SIMOS Insourcing Solutions, a CPU staffing provider that partnered with the grocery distribution center mentioned above, documents all steps of the process to see how productive a client is: what they’re doing, pace of work, whether they’re touching the product too many times. They illustrate how the process can improve so, for example, a company that is spending 10 cents a case to unload a trailer can do it for 8.5 cents.
Is Your Vendor All-in on CPU?
Some companies provide CPU but use a separate staffing agency to provide the heads. This can continue to put your productivity and output at risk by holding employees to different standards and accountabilities. A full CPU partner provides fixed labor costs by ramping staff numbers up or down based on volume and handling the day-to-day labor execution within the delivery center. This lets companies focus solely on the delivery network and areas for improvement, while providing more budget certainty.

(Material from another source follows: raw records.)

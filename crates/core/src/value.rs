//! Value type definitions for relq.
//!
//! This module defines the `Value` enum which represents any value that can be stored
//! in a table cell, along with the comparison and coercion rules the query engine
//! relies on.

use crate::types::DataType;
use alloc::string::{String, ToString};
use core::cmp::Ordering;
use core::fmt;
use core::hash::{Hash, Hasher};

/// A value that can be stored in a table cell.
#[derive(Clone, Debug)]
pub enum Value {
    /// 64-bit signed integer
    Int(i64),
    /// 64-bit floating point
    Float(f64),
    /// UTF-8 text
    Str(String),
}

impl Value {
    /// Returns the data type of this value.
    pub fn data_type(&self) -> DataType {
        match self {
            Value::Int(_) => DataType::Integer,
            Value::Float(_) => DataType::Float,
            Value::Str(_) => DataType::Text,
        }
    }

    /// Parses a table-file field: all-digit fields become integers, anything else
    /// stays text. Digit runs that overflow `i64` stay text.
    pub fn parse_field(field: &str) -> Self {
        if !field.is_empty() && field.bytes().all(|b| b.is_ascii_digit()) {
            if let Ok(v) = field.parse::<i64>() {
                return Value::Int(v);
            }
        }
        Value::Str(field.to_string())
    }

    /// Returns the i64 value if this is an Int, None otherwise.
    pub fn as_i64(&self) -> Option<i64> {
        match self {
            Value::Int(v) => Some(*v),
            _ => None,
        }
    }

    /// Returns the f64 value if this is a Float, None otherwise.
    pub fn as_f64(&self) -> Option<f64> {
        match self {
            Value::Float(v) => Some(*v),
            _ => None,
        }
    }

    /// Returns a reference to the string if this is a Str, None otherwise.
    pub fn as_str(&self) -> Option<&str> {
        match self {
            Value::Str(v) => Some(v.as_str()),
            _ => None,
        }
    }

    /// Coerces a numeric value to f64. Text has no numeric reading.
    pub fn to_f64(&self) -> Option<f64> {
        match self {
            Value::Int(v) => Some(*v as f64),
            Value::Float(v) => Some(*v),
            Value::Str(_) => None,
        }
    }

    /// Returns true for Int and Float values.
    #[inline]
    pub fn is_numeric(&self) -> bool {
        self.data_type().is_numeric()
    }

    /// Compares two values the way a relational operator does.
    ///
    /// Integers and floats compare numerically with each other; text compares with
    /// text. Any other pairing has no ordering and yields `None`.
    pub fn compare(&self, other: &Value) -> Option<Ordering> {
        match (self, other) {
            (Value::Int(a), Value::Int(b)) => Some(a.cmp(b)),
            (Value::Str(a), Value::Str(b)) => Some(a.cmp(b)),
            (a, b) if a.is_numeric() && b.is_numeric() => {
                let a = a.to_f64()?;
                let b = b.to_f64()?;
                a.partial_cmp(&b)
            }
            _ => None,
        }
    }

    /// Returns the canonical form used as an index key.
    ///
    /// Floats holding an exact integer collapse to `Int`, so a key computed by
    /// arithmetic (`qty / 2 = 30` looks up `60.0`) finds rows stored as integers.
    pub fn to_index_key(&self) -> Value {
        match self {
            Value::Float(f) if is_integral(*f) => Value::Int(*f as i64),
            other => other.clone(),
        }
    }

    /// Returns a type ordering value for comparing different kinds.
    fn type_order(&self) -> u8 {
        match self {
            Value::Int(_) => 0,
            Value::Float(_) => 1,
            Value::Str(_) => 2,
        }
    }
}

/// Returns true when `f` holds an integer that fits in `i64`.
#[inline]
fn is_integral(f: f64) -> bool {
    f >= i64::MIN as f64 && f < i64::MAX as f64 && (f as i64) as f64 == f
}

impl PartialEq for Value {
    fn eq(&self, other: &Self) -> bool {
        match (self, other) {
            (Value::Int(a), Value::Int(b)) => a == b,
            (Value::Float(a), Value::Float(b)) => {
                // Handle NaN comparison
                if a.is_nan() && b.is_nan() {
                    true
                } else {
                    a == b
                }
            }
            (Value::Str(a), Value::Str(b)) => a == b,
            _ => false,
        }
    }
}

impl Eq for Value {}

impl Hash for Value {
    fn hash<H: Hasher>(&self, state: &mut H) {
        core::mem::discriminant(self).hash(state);
        match self {
            Value::Int(i) => i.hash(state),
            // 0.0 and -0.0 are equal, so they must hash alike
            Value::Float(f) if *f == 0.0 => 0u64.hash(state),
            Value::Float(f) => f.to_bits().hash(state),
            Value::Str(s) => s.hash(state),
        }
    }
}

impl PartialOrd for Value {
    fn partial_cmp(&self, other: &Self) -> Option<Ordering> {
        Some(self.cmp(other))
    }
}

/// Total order used by sorting and ordered indexes.
///
/// Numbers order numerically across Int and Float (ties broken Int before Float so
/// the order stays consistent with `Eq`), NaN sorts above every number, and all
/// numbers sort before text.
impl Ord for Value {
    fn cmp(&self, other: &Self) -> Ordering {
        match (self, other) {
            (Value::Int(a), Value::Int(b)) => a.cmp(b),
            (Value::Str(a), Value::Str(b)) => a.cmp(b),
            (Value::Float(a), Value::Float(b)) => match (a.is_nan(), b.is_nan()) {
                (true, true) => Ordering::Equal,
                (true, false) => Ordering::Greater,
                (false, true) => Ordering::Less,
                (false, false) => a.partial_cmp(b).unwrap_or(Ordering::Equal),
            },
            (Value::Int(a), Value::Float(b)) => {
                if b.is_nan() {
                    Ordering::Less
                } else {
                    (*a as f64)
                        .partial_cmp(b)
                        .unwrap_or(Ordering::Equal)
                        .then(Ordering::Less)
                }
            }
            (Value::Float(a), Value::Int(b)) => {
                if a.is_nan() {
                    Ordering::Greater
                } else {
                    a.partial_cmp(&(*b as f64))
                        .unwrap_or(Ordering::Equal)
                        .then(Ordering::Greater)
                }
            }
            // Different kinds: order by type discriminant
            _ => self.type_order().cmp(&other.type_order()),
        }
    }
}

impl fmt::Display for Value {
    fn fmt(&self, f: &mut fmt::Formatter<'_>) -> fmt::Result {
        match self {
            Value::Int(v) => write!(f, "{}", v),
            Value::Float(v) if is_integral(*v) => write!(f, "{:.1}", v),
            Value::Float(v) => write!(f, "{}", v),
            Value::Str(v) => f.write_str(v),
        }
    }
}

impl From<i64> for Value {
    fn from(v: i64) -> Self {
        Value::Int(v)
    }
}

impl From<f64> for Value {
    fn from(v: f64) -> Self {
        Value::Float(v)
    }
}

impl From<String> for Value {
    fn from(v: String) -> Self {
        Value::Str(v)
    }
}

impl From<&str> for Value {
    fn from(v: &str) -> Self {
        Value::Str(v.to_string())
    }
}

This focus helped a well-known Fortune 100 sports merchandise corporation address capacity issues, throughput issues, backlogs, low employee morale and high turnover in its distribution network. Using the CPU model to build task-oriented project management tools and more efficient processes, it solved its staffing issues and improved shipping accuracy quality to 99 percent.
Are Your KPIs Capturing the Big Picture?
Most companies work hard to improve speed to market, delivery and the client experience. But they may neglect the KPIs associated with a CPU model that can reduce cost-per-unit 10-to-20 percent while increasing output by 10-to-25 percent. Time-to-fill and turnover are important, but looking at staffing in terms of cases per hour or units per hour first and calculating reduction in touch points can provide a better assessment of operational impact.
Getting to 95 percent can seem daunting, especially if you’re continually onboarding new employees, output goals are increasing and your staffing needs are shifting. But a CPU model allows you to focus on improving productivity, output and costs so you can get your fulfillment line to that magic number.
Carl Schweihs is president of PeopleManagement. He provides strategic direction for this key division of TrueBlue that specializes in on-site and contingent workforce management for manufacturing, fulfillment and distribution facilities. His leadership of its three distinct staffing segments – Centerline Drivers, SIMOS Insourcing Solutions and Staff Management | SMX – helps change lives and build stronger businesses by connecting great talent with great companies.
Known for his collaborative leadership style, Schweihs previously served as TrueBlue’s senior vice president of Strategic Accounts – delivering the full spectrum of TrueBlue’s solutions to produce higher ROI for the world’s largest brands. Prior to this, he helped to drive strong financial and operational performance at TrueBlue, Seaton and Grant Thornton in a variety of financial leadership roles.